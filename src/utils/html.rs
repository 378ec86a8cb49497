//! HTML utility functions.
//!
//! Provides the HTML helpers used by the in-memory page:
//! - `escape()`, `escape_attr()` - entity escaping for text and attribute values
//! - `unescape()` - decode entities found in parsed markup
//! - `is_void_element()` - elements without a closing tag (img, link, etc.)
//! - `is_raw_text_element()` - elements whose content is never escaped (script, style)
//! - `is_replaced_element()` - elements with an intrinsic box (img, video, etc.)
//! - `open_tag_attributes()`, `parse_attributes()` - attribute parsing from raw tags

use std::borrow::Cow;

// =============================================================================
// HTML Escaping
// =============================================================================

/// Characters escaped in text content.
const TEXT_ESCAPES: [char; 3] = ['<', '>', '&'];

/// Characters escaped inside double-quoted attribute values.
const ATTR_ESCAPES: [char; 2] = ['&', '"'];

/// Get the HTML entity for a special character.
#[inline]
fn escape_char(c: char) -> Option<&'static str> {
    match c {
        '<' => Some("&lt;"),
        '>' => Some("&gt;"),
        '&' => Some("&amp;"),
        '"' => Some("&quot;"),
        _ => None,
    }
}

/// Escape HTML special characters in text content.
///
/// Uses `Cow` to avoid allocation when no escaping is needed.
///
/// # Example
/// ```ignore
/// assert_eq!(escape("a < b"), "a &lt; b");
/// assert_eq!(escape("hello"), "hello"); // No allocation
/// ```
#[inline]
pub fn escape(s: &str) -> Cow<'_, str> {
    escape_with(s, &TEXT_ESCAPES)
}

/// Escape a value written inside a double-quoted attribute.
///
/// Single quotes stay as-is so CSS like `url('a.jpg')` survives a round trip.
#[inline]
pub fn escape_attr(s: &str) -> Cow<'_, str> {
    escape_with(s, &ATTR_ESCAPES)
}

/// Internal: escape with specified character set.
#[inline]
fn escape_with<'a>(s: &'a str, chars: &[char]) -> Cow<'a, str> {
    if !s.contains(chars) {
        return Cow::Borrowed(s);
    }

    let mut result = String::with_capacity(s.len());
    for c in s.chars() {
        match escape_char(c).filter(|_| chars.contains(&c)) {
            Some(entity) => result.push_str(entity),
            None => result.push(c),
        }
    }
    Cow::Owned(result)
}

/// Unescape HTML entities back to characters.
///
/// Handles common named entities and numeric character references.
pub fn unescape(s: &str) -> Cow<'_, str> {
    if !s.contains('&') {
        return Cow::Borrowed(s);
    }

    let mut result = String::with_capacity(s.len());
    let mut chars = s.chars().peekable();

    while let Some(c) = chars.next() {
        if c != '&' {
            result.push(c);
            continue;
        }

        // Collect entity
        let mut entity = String::new();
        let mut terminated = false;
        while let Some(&next) = chars.peek() {
            if next == ';' {
                chars.next();
                terminated = true;
                break;
            }
            if (!next.is_ascii_alphanumeric() && next != '#') || entity.len() > 10 {
                break;
            }
            entity.push(next);
            chars.next();
        }

        if !terminated {
            result.push('&');
            result.push_str(&entity);
            continue;
        }

        // Decode entity
        match entity.as_str() {
            "lt" => result.push('<'),
            "gt" => result.push('>'),
            "amp" => result.push('&'),
            "quot" => result.push('"'),
            "apos" => result.push('\''),
            "nbsp" => result.push('\u{00A0}'),
            s if s.starts_with('#') => {
                let code = if s.starts_with("#x") || s.starts_with("#X") {
                    u32::from_str_radix(&s[2..], 16).ok()
                } else {
                    s[1..].parse().ok()
                };
                match code.and_then(char::from_u32) {
                    Some(c) => result.push(c),
                    None => {
                        result.push('&');
                        result.push_str(&entity);
                        result.push(';');
                    }
                }
            }
            _ => {
                result.push('&');
                result.push_str(&entity);
                result.push(';');
            }
        }
    }

    Cow::Owned(result)
}

// =============================================================================
// Attribute Parsing
// =============================================================================

/// Attribute section of the opening tag at the start of `raw`.
///
/// `<video controls src="a.mp4">…` yields ` controls src="a.mp4"`. A `>`
/// inside a quoted value does not end the tag.
pub fn open_tag_attributes(raw: &str) -> &str {
    let Some(rest) = raw.strip_prefix('<') else {
        return "";
    };
    let start = rest
        .find(|c: char| c.is_whitespace() || c == '>' || c == '/')
        .unwrap_or(rest.len());
    let body = &rest[start..];

    let mut quote = None;
    for (i, c) in body.char_indices() {
        match quote {
            Some(q) if c == q => quote = None,
            Some(_) => {}
            None if c == '"' || c == '\'' => quote = Some(c),
            None if c == '>' => return body[..i].trim_end_matches('/'),
            None => {}
        }
    }
    body.trim_end_matches('/')
}

/// Parse HTML attributes from an attribute string, in document order.
///
/// Names are lowercased; valueless attributes get an empty value. Values
/// are returned raw, entities still encoded.
///
/// # Example
/// ```ignore
/// let attrs = parse_attributes(r#"async data-lazy="/js/a.js""#);
/// // [("async", ""), ("data-lazy", "/js/a.js")]
/// ```
pub fn parse_attributes(s: &str) -> Vec<(String, String)> {
    let mut attrs = Vec::new();
    let mut chars = s.chars().peekable();

    while let Some(c) = chars.next() {
        // Stray slashes (`<br/>`, `<img / src=x>`) separate like whitespace
        if c.is_whitespace() || c == '/' {
            continue;
        }

        // Read attribute name
        let mut name = String::new();
        name.push(c.to_ascii_lowercase());
        while let Some(next) = chars.next_if(|&n| n != '=' && n != '/' && !n.is_whitespace()) {
            name.push(next.to_ascii_lowercase());
        }

        while chars.next_if(|c| c.is_whitespace()).is_some() {}

        if chars.next_if_eq(&'=').is_none() {
            attrs.push((name, String::new()));
            continue;
        }

        while chars.next_if(|c| c.is_whitespace()).is_some() {}

        // Read value
        let mut value = String::new();
        if let Some(quote) = chars.next_if(|&c| c == '"' || c == '\'') {
            for c in chars.by_ref() {
                if c == quote {
                    break;
                }
                value.push(c);
            }
        } else {
            while let Some(c) = chars.next_if(|c| !c.is_whitespace()) {
                value.push(c);
            }
        }
        attrs.push((name, value));
    }

    attrs
}

// =============================================================================
// Element Classification
// =============================================================================

/// Check if an HTML tag is a void element (no closing tag, no children).
#[inline]
pub fn is_void_element(tag: &str) -> bool {
    matches!(
        tag,
        "area"
            | "base"
            | "br"
            | "col"
            | "embed"
            | "hr"
            | "img"
            | "input"
            | "link"
            | "meta"
            | "source"
            | "track"
            | "wbr"
    )
}

/// Check if tag is a raw text element (content should not be HTML-escaped).
#[inline]
pub fn is_raw_text_element(tag: &str) -> bool {
    matches!(tag, "script" | "style")
}

/// Check if tag is a replaced element that gets an intrinsic box.
#[inline]
pub fn is_replaced_element(tag: &str) -> bool {
    matches!(tag, "img" | "video" | "audio" | "iframe" | "canvas")
}

// =============================================================================
// Tests
// =============================================================================

#[cfg(test)]
mod tests {
    use super::*;

    #[test]
    fn test_escape_plain() {
        assert_eq!(escape("hello world"), "hello world");
    }

    #[test]
    fn test_escape_text_chars() {
        assert_eq!(escape("<b>"), "&lt;b&gt;");
        assert_eq!(escape("a & b"), "a &amp; b");
        assert_eq!(escape("say \"hi\""), "say \"hi\"");
    }

    #[test]
    fn test_escape_attr_keeps_single_quotes() {
        assert_eq!(escape_attr("url('y.jpg')"), "url('y.jpg')");
        assert_eq!(escape_attr("a\"b&c"), "a&quot;b&amp;c");
        assert_eq!(escape_attr("a<b"), "a<b");
    }

    #[test]
    fn test_unescape() {
        assert_eq!(unescape("hello"), "hello");
        assert_eq!(unescape("&lt;script&gt;"), "<script>");
        assert_eq!(unescape("a &amp; b"), "a & b");
        assert_eq!(unescape("&quot;hi&quot;"), "\"hi\"");
        assert_eq!(unescape("&#39;"), "'");
        assert_eq!(unescape("&#x27;"), "'");
        assert_eq!(unescape("&#65;"), "A");
    }

    #[test]
    fn test_unescape_bare_ampersand() {
        assert_eq!(unescape("a.jpg?w=1&h=2"), "a.jpg?w=1&h=2");
        assert_eq!(unescape("fish & chips"), "fish & chips");
    }

    #[test]
    fn test_open_tag_attributes() {
        assert_eq!(
            open_tag_attributes(r#"<video controls src="a.mp4"></video>"#),
            r#" controls src="a.mp4""#
        );
        assert_eq!(
            open_tag_attributes(r#"<img alt="a>b" src=x.jpg>"#),
            r#" alt="a>b" src=x.jpg"#
        );
        assert_eq!(open_tag_attributes("<br/>"), "");
        assert_eq!(open_tag_attributes("<p>text</p>"), "");
        assert_eq!(open_tag_attributes("text"), "");
    }

    fn owned(pairs: &[(&str, &str)]) -> Vec<(String, String)> {
        pairs
            .iter()
            .map(|(name, value)| (name.to_string(), value.to_string()))
            .collect()
    }

    #[test]
    fn test_parse_attributes_valueless_anywhere() {
        assert_eq!(
            parse_attributes(r#"async data-lazy="/js/a.js" defer"#),
            owned(&[("async", ""), ("data-lazy", "/js/a.js"), ("defer", "")])
        );
        assert_eq!(
            parse_attributes("id='v' controls muted src=clip.mp4"),
            owned(&[("id", "v"), ("controls", ""), ("muted", ""), ("src", "clip.mp4")])
        );
        assert_eq!(parse_attributes(r#"SRC = "x.jpg" /"#), owned(&[("src", "x.jpg")]));
        assert_eq!(parse_attributes(r#"alt="""#), owned(&[("alt", "")]));
        assert!(parse_attributes("  ").is_empty());
    }

    #[test]
    fn test_element_classification() {
        assert!(is_void_element("img"));
        assert!(is_void_element("link"));
        assert!(!is_void_element("div"));
        assert!(is_raw_text_element("script"));
        assert!(!is_raw_text_element("div"));
        assert!(is_replaced_element("video"));
        assert!(!is_replaced_element("div"));
    }
}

+ + + + +

--- To do ---
Every line of the records that includes the word "style" should be gathered.

--- Solution ---
//! - `is_raw_text_element()` - elements whose content is never escaped (script, style)
    matches!(tag, "script" | "style")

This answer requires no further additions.